■ What is needed: With the string "const" as the filter, copy each matching line from the records.

=-=-=

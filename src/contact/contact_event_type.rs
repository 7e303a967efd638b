pub const OTHER_EVENT_TYPE: &str = "other";
pub const NOT_SPECIFIED: &str = "Not specified";

/// Collapse the event-type select and its free-text "other" box into the
/// string shown to the business owner.
///
/// Precedence: the free text when the select is `"other"` and the text is
/// non-empty, then the select value verbatim, then `"Not specified"`.
/// `"other"` with no free text therefore resolves to `"other"`.
pub fn resolve_event_type<'a>(
    event_type: Option<&'a str>,
    event_type_other: Option<&'a str>,
) -> &'a str {
    let event_type = event_type.filter(|value| !value.is_empty());
    let event_type_other = event_type_other.filter(|value| !value.is_empty());
    match (event_type, event_type_other) {
        (Some(OTHER_EVENT_TYPE), Some(other)) => other,
        (Some(event_type), _) => event_type,
        (None, _) => NOT_SPECIFIED,
    }
}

=-=-=

■ Response box:
pub const OTHER_EVENT_TYPE: &str = "other";
pub const NOT_SPECIFIED: &str = "Not specified";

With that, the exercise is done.